CHIA is the hub of information and analysis for the Massachusetts healthcare system, charged with providing reliable data and meaningful analyses to those seeking to improve the quality, affordability, access, and outcomes of services across the State’s communities. The organization’s decision to utilize a statistics-based Expert Determination model in approaching the de-identification of the MA all-payer claims database data set for public use comes with several benefits compared to alternative models such as the commonly employed Safe Harbor method.

Whereas the Safe Harbor method defined in 45 CFR 164.514b(2) relies on the removal of a broad set of specific patient identifiers to eliminate the possibility that a patient’s identity could ever be traced back to sensitive health information in a data set, the Expert Determination method requires knowledge and experience with statistical principles and risk management exercises to render information not individually identifiable.
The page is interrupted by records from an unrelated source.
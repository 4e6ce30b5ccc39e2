use anyhow::{Context, Result};
use lrtouch_core::Response;
use lrtouch_session::{export_file_name, SessionEvent, TrialRunner};
use lrtouch_timing::{HighPrecisionTimer, Timer};
use rand::rngs::ThreadRng;
use std::io::{self, BufRead, Stdout};
use std::path::PathBuf;
use std::sync::mpsc::{self, Receiver, RecvTimeoutError};
use std::thread;
use std::time::Duration;
use tracing::{debug, info, warn};

use crate::presenter::TerminalPresenter;

const IDLE_POLL: Duration = Duration::from_millis(250);

pub type Runner = TrialRunner<HighPrecisionTimer, ThreadRng, TerminalPresenter<Stdout>>;

#[derive(Debug, Clone, PartialEq)]
pub enum Command {
    Touch(Response),
    Restart,
    Export,
    ExportJson,
    Speak(bool),
    Status,
    Help,
    Quit,
}

impl Command {
    pub fn parse(line: &str) -> Option<Self> {
        let line = line.trim().to_ascii_lowercase();
        Some(match line.as_str() {
            "restart" => Command::Restart,
            "export" | "csv" => Command::Export,
            "json" => Command::ExportJson,
            "speak on" => Command::Speak(true),
            "speak off" => Command::Speak(false),
            "status" => Command::Status,
            "help" | "?" => Command::Help,
            "quit" | "q" | "exit" => Command::Quit,
            other => Command::Touch(other.parse().ok()?),
        })
    }
}

pub struct App {
    runner: Runner,
    export_dir: PathBuf,
    should_exit: bool,
}

impl App {
    pub fn new(runner: Runner, export_dir: PathBuf) -> Self {
        Self {
            runner,
            export_dir,
            should_exit: false,
        }
    }

    pub fn run(mut self) -> Result<()> {
        println!("=== LEFT/RIGHT TOUCH TRAINER ===");
        println!("Platform: {}", std::env::consts::OS);
        Self::print_help();

        let input = Self::spawn_input();
        self.runner.start(true);

        while !self.should_exit {
            let wait = self.runner.time_until_next_event().unwrap_or(IDLE_POLL);
            match input.recv_timeout(wait) {
                Ok(line) => self.handle_input(&line),
                Err(RecvTimeoutError::Timeout) => {}
                Err(RecvTimeoutError::Disconnected) => match self.runner.time_until_next_event() {
                    // let pending feedback finish before leaving
                    Some(wait) => self.runner.timer().sleep(wait),
                    None => self.should_exit = true,
                },
            }
            self.runner.run_due_events();
        }

        self.cleanup_and_exit();
        Ok(())
    }

    fn spawn_input() -> Receiver<String> {
        let (tx, rx) = mpsc::channel();
        thread::spawn(move || {
            for line in io::stdin().lock().lines() {
                let Ok(line) = line else { break };
                if tx.send(line).is_err() {
                    break;
                }
            }
        });
        rx
    }

    fn handle_input(&mut self, line: &str) {
        if line.trim().is_empty() {
            return;
        }
        let Some(command) = Command::parse(line) else {
            println!("  unknown input {:?}, type help", line.trim());
            return;
        };
        match command {
            Command::Touch(response) => {
                if !self.runner.handle_event(SessionEvent::Response(response)) {
                    debug!(%response, "touch ignored");
                }
            }
            Command::Restart => {
                self.runner.handle_event(SessionEvent::Restart);
            }
            Command::Export => self.report_export("csv"),
            Command::ExportJson => self.report_export("json"),
            Command::Speak(enabled) => {
                self.runner.set_speak_instructions(enabled);
                println!("  spoken instructions {}", if enabled { "on" } else { "off" });
            }
            Command::Status => {
                let status = self.runner.status();
                println!("  {}  |  {}", status.counter, status.accuracy);
            }
            Command::Help => Self::print_help(),
            Command::Quit => self.should_exit = true,
        }
    }

    fn report_export(&self, extension: &str) {
        match self.export(extension) {
            Ok(path) => println!(
                "  exported {} records to {}",
                self.runner.log().len(),
                path.display()
            ),
            Err(e) => warn!("export failed: {e:#}"),
        }
    }

    fn export(&self, extension: &str) -> Result<PathBuf> {
        let millis = self.runner.timer().wall_clock().timestamp_millis();
        let path = self.export_dir.join(export_file_name(millis, extension));
        std::fs::create_dir_all(&self.export_dir)
            .with_context(|| format!("failed to create {}", self.export_dir.display()))?;
        let log = self.runner.log();
        let written = match extension {
            "json" => log.write_json(&path),
            _ => log.write_csv(&path),
        };
        written.with_context(|| format!("failed to write {}", path.display()))?;
        info!(path = %path.display(), records = log.len(), "session log exported");
        Ok(path)
    }

    fn print_help() {
        println!("Touch with l (left), r (right) or o (outside the choices).");
        println!("Commands: restart, export, json, speak on|off, status, help, quit\n");
    }

    fn cleanup_and_exit(&self) {
        let status = self.runner.status();
        info!(
            responses = self.runner.total_responses(),
            accuracy = %status.accuracy,
            "exiting"
        );
        println!("\nSession closed. Use export before quitting to keep the log.");
    }
}
pub mod catalog;

pub use catalog::{label, Atom, ImageCatalog};
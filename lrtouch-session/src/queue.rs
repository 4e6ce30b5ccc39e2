use std::collections::VecDeque;

use crate::state::SessionEvent;

#[derive(Debug, Clone, PartialEq)]
pub struct Scheduled {
    pub due_ns: u64,
    pub event: SessionEvent,
}

/// Delayed events waiting for the runner's clock, kept in due order
#[derive(Debug, Clone, Default)]
pub struct EventQueue {
    pending: VecDeque<Scheduled>,
}

impl EventQueue {
    pub fn new() -> Self {
        Self::default()
    }

    /// Events with equal deadlines keep their scheduling order.
    pub fn schedule(&mut self, due_ns: u64, event: SessionEvent) {
        let at = self.pending.partition_point(|s| s.due_ns <= due_ns);
        self.pending.insert(at, Scheduled { due_ns, event });
    }

    pub fn pop_due(&mut self, now_ns: u64) -> Vec<SessionEvent> {
        let mut due = Vec::new();
        while self.pending.front().is_some_and(|s| s.due_ns <= now_ns) {
            if let Some(s) = self.pending.pop_front() {
                due.push(s.event);
            }
        }
        due
    }

    pub fn next_due(&self) -> Option<u64> {
        self.pending.front().map(|s| s.due_ns)
    }

    pub fn clear(&mut self) {
        self.pending.clear();
    }

    pub fn len(&self) -> usize {
        self.pending.len()
    }

    pub fn is_empty(&self) -> bool {
        self.pending.is_empty()
    }
}
use std::borrow::Cow;
use std::fs;
use std::path::Path;

use lrtouch_core::LogEntry;
use thiserror::Error;

const CSV_HEADER: [&str; 8] = [
    "timestamp",
    "trialIndex",
    "target",
    "left",
    "right",
    "response",
    "correct",
    "rtMs",
];

#[derive(Debug, Error)]
pub enum ExportError {
    #[error("failed to write export: {0}")]
    Io(#[from] std::io::Error),
    #[error("failed to encode export as JSON: {0}")]
    Json(#[from] serde_json::Error),
}

/// Append-only record of every response in the current run
#[derive(Debug, Clone, Default, PartialEq)]
pub struct SessionLog {
    entries: Vec<LogEntry>,
}

impl SessionLog {
    pub fn new() -> Self {
        Self::default()
    }

    pub fn push(&mut self, entry: LogEntry) {
        self.entries.push(entry);
    }

    pub fn clear(&mut self) {
        self.entries.clear();
    }

    pub fn entries(&self) -> &[LogEntry] {
        &self.entries
    }

    pub fn len(&self) -> usize {
        self.entries.len()
    }

    pub fn is_empty(&self) -> bool {
        self.entries.is_empty()
    }

    /// Owned snapshot of the log, safe to take mid-session
    pub fn export_records(&self) -> Vec<LogEntry> {
        self.entries.clone()
    }

    /// Header plus one row per entry, rows separated by `\n`
    pub fn to_csv(&self) -> String {
        let mut lines = Vec::with_capacity(self.entries.len() + 1);
        lines.push(CSV_HEADER.join(","));
        for entry in &self.entries {
            let index = entry.trial_index.to_string();
            let correct = entry.correct.to_string();
            let rt = entry.reaction_time_ms.to_string();
            let fields = [
                entry.timestamp.as_str(),
                index.as_str(),
                entry.target.as_str(),
                entry.left.as_str(),
                entry.right.as_str(),
                entry.response.as_str(),
                correct.as_str(),
                rt.as_str(),
            ];
            let row: Vec<Cow<'_, str>> = fields.iter().map(|f| escape_csv(f)).collect();
            lines.push(row.join(","));
        }
        lines.join("\n")
    }

    pub fn to_json(&self) -> Result<String, ExportError> {
        Ok(serde_json::to_string_pretty(&self.entries)?)
    }

    pub fn write_csv(&self, path: &Path) -> Result<(), ExportError> {
        fs::write(path, self.to_csv())?;
        Ok(())
    }

    pub fn write_json(&self, path: &Path) -> Result<(), ExportError> {
        fs::write(path, self.to_json()?)?;
        Ok(())
    }
}

/// Quote a field holding a delimiter, quote or line break; embedded quotes are doubled.
pub fn escape_csv(field: &str) -> Cow<'_, str> {
    if field.contains([',', '"', '\n', '\r']) {
        Cow::Owned(format!("\"{}\"", field.replace('"', "\"\"")))
    } else {
        Cow::Borrowed(field)
    }
}

/// e.g. `lr_touch_session_1714555800000.csv`
pub fn export_file_name(unix_millis: i64, extension: &str) -> String {
    format!("lr_touch_session_{unix_millis}.{extension}")
}

#[cfg(test)]
mod tests {
    use super::*;
    use lrtouch_core::Response;

    fn entry(target: &str, correct: bool) -> LogEntry {
        LogEntry {
            timestamp: "2024-05-01T09:30:00.125Z".into(),
            trial_index: 3,
            target: target.into(),
            left: target.into(),
            right: "dog".into(),
            response: Response::Left,
            correct,
            reaction_time_ms: 812,
        }
    }

    #[test]
    fn empty_log_is_header_only() {
        assert_eq!(
            SessionLog::new().to_csv(),
            "timestamp,trialIndex,target,left,right,response,correct,rtMs"
        );
    }

    #[test]
    fn rows_follow_fixed_column_order() {
        let mut log = SessionLog::new();
        log.push(entry("cat", true));
        let csv = log.to_csv();
        let row = csv.lines().nth(1).unwrap();
        assert_eq!(row, "2024-05-01T09:30:00.125Z,3,cat,cat,dog,left,true,812");
    }

    #[test]
    fn delimiters_are_quoted() {
        assert_eq!(escape_csv("plain"), "plain");
        assert_eq!(escape_csv("a,b"), "\"a,b\"");
        assert_eq!(escape_csv("say \"hi\""), "\"say \"\"hi\"\"\"");
        assert_eq!(escape_csv("two\nlines"), "\"two\nlines\"");

        let mut log = SessionLog::new();
        log.push(entry("ice cream, vanilla", false));
        let csv = log.to_csv();
        assert!(csv.contains(",\"ice cream, vanilla\",\"ice cream, vanilla\",dog,left,false,812"));
    }

    #[test]
    fn snapshot_is_stable_and_clear_empties() {
        let mut log = SessionLog::new();
        log.push(entry("cat", true));
        log.push(entry("cow", false));
        assert_eq!(log.export_records(), log.export_records());
        assert_eq!(log.len(), 2);
        log.clear();
        assert!(log.is_empty());
    }

    #[test]
    fn json_uses_record_field_names() {
        let mut log = SessionLog::new();
        log.push(entry("cat", true));
        let json = log.to_json().unwrap();
        assert!(json.contains("\"trialIndex\": 3"));
        assert!(json.contains("\"rtMs\": 812"));
    }

    #[test]
    fn file_name_carries_timestamp() {
        assert_eq!(export_file_name(1714555800000, "csv"), "lr_touch_session_1714555800000.csv");
    }
}
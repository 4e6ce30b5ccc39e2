pub mod layout;
pub mod presenter;
pub mod state;
pub mod trial;

pub use layout::{Layout, ParseResponseError, Response, Side};
pub use presenter::{ChoiceView, Feedback, Presenter, SessionStatus, SpeechError, SpeechRequest, TrialView};
pub use state::TrialState;
pub use trial::{LogEntry, Trial, TrialError};
use lrtouch_catalog::Atom;
use thiserror::Error;

/// One choice button as the screen shows it
#[derive(Debug, Clone, PartialEq, Eq)]
pub struct ChoiceView {
    pub image: Atom,
    /// Asset path, e.g. `images/cat.png`
    pub asset: String,
    /// Upper-cased caption under the image
    pub label: String,
}

/// Counter and accuracy line, re-emitted on every change
#[derive(Debug, Clone, PartialEq, Eq)]
pub struct SessionStatus {
    /// 1-based; equals `trial_count` once the session is complete
    pub trial_number: usize,
    pub trial_count: usize,
    pub counter: String,
    pub accuracy: String,
}

/// Everything needed to draw a trial that is waiting for a touch
#[derive(Debug, Clone, PartialEq, Eq)]
pub struct TrialView {
    pub instruction: String,
    pub left: ChoiceView,
    pub right: ChoiceView,
    pub status: SessionStatus,
}

#[derive(Debug, Clone, PartialEq, Eq)]
pub enum Feedback {
    Correct { text: String },
    Incorrect,
    Complete { text: String, summary: String },
}

#[derive(Debug, Clone, PartialEq)]
pub struct SpeechRequest {
    pub text: String,
    pub rate: f32,
    pub pitch: f32,
}

#[derive(Debug, Clone, PartialEq, Eq, Error)]
pub enum SpeechError {
    #[error("speech synthesis is not available")]
    Unavailable,
    #[error("speech synthesis failed: {0}")]
    Failed(String),
}

/// Screen and speaker the trial runner drives.
///
/// The runner only calls into this; it never draws or speaks itself.
pub trait Presenter {
    fn show_trial(&mut self, view: &TrialView);

    fn update_status(&mut self, status: &SessionStatus);

    fn show_feedback(&mut self, feedback: &Feedback);

    /// Called when a feedback screen is taken down.
    fn clear_feedback(&mut self) {}

    /// Speak an instruction, cancelling anything still being spoken.
    fn speak(&mut self, _request: &SpeechRequest) -> Result<(), SpeechError> {
        Err(SpeechError::Unavailable)
    }
}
To illustrate, the Safe Harbor method generalizes all ZIP codes contained in a data set to their initial three digits, which may in turn prevent researchers from conducting a town-by-town health outcomes analysis; the method also requires suppression of all patient ages over 89 years, which could be essential to support a gerontological study. The Expert Determination method, on the other hand, would only mask this type of information if, and only if, it is discovered that releasing such information, while retaining other identifiers, on a per patient basis introduces a threshold of risk indicating that the information could potentially be linked to an individual by the anticipated recipient(s). 

The Expert Determination approach effectively evaluates functional needs, mitigating controls, motives, capacity, and data sensitivity in an effort to design a de-identification model that delivers a data set with the greatest utility while ensuring the protection of patient privacy. In its consulting role, Onpoint will work collaboratively with CHIA to deliver such a model and de-identified data set for general consumption.